L'Explication Prémisse
L'article dit simplement que l'administration a un mois, à partir du jour où elle reçoit la demande d'agrément d'un groupement d'employeurs, pour lui notifier sa décision. Si elle refuse, elle doit expliquer les raisons (motivation). La décision doit être envoyée par lettre recommandée avec avis de réception. Et si l'administration ne répond pas dans ce délai d'un mois, ce silence vaut refus.
Exemple concret : un groupement d'employeurs envoie sa demande d'agrément, et l'administration accuse réception le 3 mars. L'administration doit notifier sa décision par lettre recommandée avec avis de réception au plus tard le 3 avril. Si elle envoie un courrier de refus, ce courrier doit indiquer les motifs (par exemple : non-respect de critères administratifs). Si l'administration ne notifie rien avant le 3 avril, la demande est réputée refusée — le groupement pourra alors contester ce refus devant l'autorité compétente (recours administratif ou contentieux). Pour se protéger, le groupement aura intérêt à conserver la preuve de l'envoi et/ou de la date de réception de sa demande.

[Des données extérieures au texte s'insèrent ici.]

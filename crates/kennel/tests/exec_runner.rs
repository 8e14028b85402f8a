//! Integration tests for the exec runner against the real supervisor.

mod common;

use std::path::Path;
use std::time::Duration;

use kennel::exec::{ExecRunner, PidFileReader, ProcessIo, ProcessState, Signal};
use kennel_common::{ContainerHandle, KennelError, KennelPaths};
use kennel_oci::ProcessSpec;
use tempfile::TempDir;

fn runner(root: &Path) -> ExecRunner {
    ExecRunner::new(common::shim(), common::fake_runtime(), KennelPaths::with_root(root))
        .with_pidfile_reader(PidFileReader::new(Duration::from_secs(5), Duration::from_millis(20)))
}

fn container(root: &Path, name: &str) -> ContainerHandle {
    std::fs::create_dir_all(KennelPaths::with_root(root).container(name)).unwrap();
    ContainerHandle::new(name).unwrap()
}

async fn output_file(path: &Path) -> tokio::fs::File {
    tokio::fs::File::create(path).await.unwrap()
}

#[test_log::test(tokio::test)]
async fn init_exit_code_and_output() -> Result<(), Box<dyn std::error::Error>> {
    let tmp = TempDir::new()?;
    let handle = container(tmp.path(), "c1");
    let bundle = common::bundle(tmp.path(), "echo hello\nexit 12\n");
    let out = tmp.path().join("out");

    let io = ProcessIo::default().with_stdout(output_file(&out).await);
    let process = runner(tmp.path()).run_init(&handle, &bundle, io).await?;

    let other = process.clone();
    let (first, second) = tokio::join!(process.wait(), other.wait());
    assert_eq!(first?, 12);
    assert_eq!(second?, 12);
    assert_eq!(std::fs::read_to_string(&out)?, "hello\n");
    assert_eq!(process.supervisor_exit().await, Some(12));
    Ok(())
}

#[tokio::test]
async fn exec_separates_streams() -> Result<(), Box<dyn std::error::Error>> {
    let tmp = TempDir::new()?;
    let handle = container(tmp.path(), "c1");
    let out = tmp.path().join("out");
    let err = tmp.path().join("err");

    let spec = ProcessSpec::new("/bin/sh", ["-c", "echo out; echo err >&2; exit 7"]);
    let io = ProcessIo::default()
        .with_stdout(output_file(&out).await)
        .with_stderr(output_file(&err).await);
    let process = runner(tmp.path()).exec(&handle, &spec, io).await?;

    assert_eq!(process.wait().await?, 7);
    assert_eq!(std::fs::read_to_string(&out)?, "out\n");
    assert_eq!(std::fs::read_to_string(&err)?, "err\n");
    assert!(process.dir().path().starts_with(KennelPaths::with_root(tmp.path()).processes("c1")));
    Ok(())
}

#[tokio::test]
async fn exec_feeds_stdin_until_eof() -> Result<(), Box<dyn std::error::Error>> {
    let tmp = TempDir::new()?;
    let handle = container(tmp.path(), "c1");
    let out = tmp.path().join("out");

    let io = ProcessIo::default()
        .with_stdin(&b"ping\n"[..])
        .with_stdout(output_file(&out).await);
    let process = runner(tmp.path())
        .exec(&handle, &ProcessSpec::new("/bin/cat", Vec::<String>::new()), io)
        .await?;

    assert_eq!(process.wait().await?, 0);
    assert_eq!(std::fs::read_to_string(&out)?, "ping\n");
    Ok(())
}

#[tokio::test]
async fn signal_reaches_process() -> Result<(), Box<dyn std::error::Error>> {
    let tmp = TempDir::new()?;
    let handle = container(tmp.path(), "c1");
    let bundle = common::bundle(tmp.path(), "exec sleep 30\n");

    let process = runner(tmp.path())
        .run_init(&handle, &bundle, ProcessIo::default())
        .await?;
    assert_eq!(process.state(), ProcessState::Running);
    process.signal(Signal::Terminate).await?;

    assert_eq!(process.wait().await?, 128 + 15);
    assert_eq!(process.state(), ProcessState::Exited(143));
    assert!(matches!(
        process.signal(Signal::Kill).await,
        Err(KennelError::ProcessNotFound { .. })
    ));
    Ok(())
}

#[tokio::test]
async fn attach_after_exit_reads_recorded_code() -> Result<(), Box<dyn std::error::Error>> {
    let tmp = TempDir::new()?;
    let handle = container(tmp.path(), "c1");
    let bundle = common::bundle(tmp.path(), "exit 4\n");
    let runner = runner(tmp.path());

    let process = runner.run_init(&handle, &bundle, ProcessIo::default()).await?;
    assert_eq!(process.wait().await?, 4);

    let attached = runner.attach(process.dir().clone());
    assert_eq!(attached.wait().await?, 4);
    Ok(())
}

#[tokio::test]
async fn refused_bundle_is_launch_failure() -> Result<(), Box<dyn std::error::Error>> {
    let tmp = TempDir::new()?;
    let handle = container(tmp.path(), "c1");
    let bundle = common::failing_bundle(tmp.path(), "no such rootfs");

    let err = runner(tmp.path())
        .run_init(&handle, &bundle, ProcessIo::default())
        .await
        .unwrap_err();
    match err {
        KennelError::LaunchFailed { code, message } => {
            assert_eq!(code, 1);
            assert_eq!(message, "no such rootfs");
        }
        other => panic!("unexpected error: {other}"),
    }
    Ok(())
}

#[tokio::test]
async fn missing_runtime_is_launch_failure() -> Result<(), Box<dyn std::error::Error>> {
    let tmp = TempDir::new()?;
    let handle = container(tmp.path(), "c1");
    let bundle = common::bundle(tmp.path(), "exit 0\n");
    let runner = ExecRunner::new(
        common::shim(),
        tmp.path().join("no-such-runc"),
        KennelPaths::with_root(tmp.path()),
    );

    let err = runner
        .run_init(&handle, &bundle, ProcessIo::default())
        .await
        .unwrap_err();
    assert!(matches!(err, KennelError::LaunchFailed { code: 2, .. }));
    Ok(())
}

- Délai d’un mois : l’autorité dispose d’un mois à compter de la réception de la demande pour notifier sa décision.
- Point de départ : le délai court à partir de la date de réception effective de la demande par l’administration.
- Silence vaut refus : à défaut de notification dans le délai, la demande est réputée refusée (le silence n’est pas acceptation).
- Refus motivé : en cas de rejet explicite, la décision doit comporter les motifs permettant au demandeur de comprendre les raisons.
- Mode de notification : la décision doit être adressée par lettre recommandée avec avis de réception (LRAR).
- Preuve : le demandeur doit veiller à conserver la preuve de l’envoi et, si possible, de la date de réception pour connaître le point de départ du délai.
- Voies de contestation : un refus (explicite ou réputé) peut être contesté par des recours administratifs ou contentieux ; la motivation facilite la préparation d’un recours.